TASK ITEM: Every line with the word "InvalidValue" in it should be extracted from the data that follows.

RECORDS SHOWN:
****

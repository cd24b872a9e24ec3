//! Error types for Outlay operations

use crate::ExpenseId;
use thiserror::Error;

/// Local, pre-flight validation errors. These never reach the network.
#[derive(Debug, Clone, Error, PartialEq, Eq)]
pub enum ValidationError {
    #[error("{field} is required")]
    RequiredFieldMissing { field: String },

    #[error("Invalid value for {field}: {reason}")]
    InvalidValue { field: String, reason: String },
}

impl ValidationError {
    pub fn required(field: impl Into<String>) -> Self {
        Self::RequiredFieldMissing {
            field: field.into(),
        }
    }

    pub fn invalid(field: impl Into<String>, reason: impl Into<String>) -> Self {
        Self::InvalidValue {
            field: field.into(),
            reason: reason.into(),
        }
    }
}

/// Uniform failure reported by every remote collaborator.
///
/// A transport error, a non-success status and an undecodable body are all
/// failures of the same request; callers treat them identically.
#[derive(Debug, Clone, Error, PartialEq, Eq)]
pub enum RequestFailed {
    #[error("HTTP {status}: {body}")]
    Status { status: u16, body: String },

    #[error("Transport error: {reason}")]
    Transport { reason: String },

    #[error("Malformed response: {reason}")]
    MalformedResponse { reason: String },
}

impl RequestFailed {
    pub fn status(status: u16, body: impl Into<String>) -> Self {
        Self::Status {
            status,
            body: body.into(),
        }
    }

    pub fn transport(reason: impl Into<String>) -> Self {
        Self::Transport {
            reason: reason.into(),
        }
    }

    pub fn malformed(reason: impl Into<String>) -> Self {
        Self::MalformedResponse {
            reason: reason.into(),
        }
    }

    /// HTTP status of the failed response, if one was received.
    pub fn status_code(&self) -> Option<u16> {
        match self {
            Self::Status { status, .. } => Some(*status),
            _ => None,
        }
    }

    /// Response body (or failure reason) suitable for a user-facing message.
    pub fn body(&self) -> &str {
        match self {
            Self::Status { body, .. } => body,
            Self::Transport { reason } | Self::MalformedResponse { reason } => reason,
        }
    }
}

/// An uploaded object exists in the external store but is not linked to its expense.
///
/// Raised only when the attach phase of an upload fails. Carries everything a
/// caller needs to report the orphan or retry the attach step alone.
#[derive(Debug, Clone, Error, PartialEq, Eq)]
#[error("Receipt {object_key} was uploaded but could not be attached to expense {expense_id}: {source}")]
pub struct OrphanResourceWarning {
    pub expense_id: ExpenseId,
    pub object_key: String,
    pub destination: String,
    #[source]
    pub source: RequestFailed,
}

// =============================================================================
// TESTS
// =============================================================================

****

SOLUTION TO THIS TASK:
    InvalidValue { field: String, reason: String },
        Self::InvalidValue {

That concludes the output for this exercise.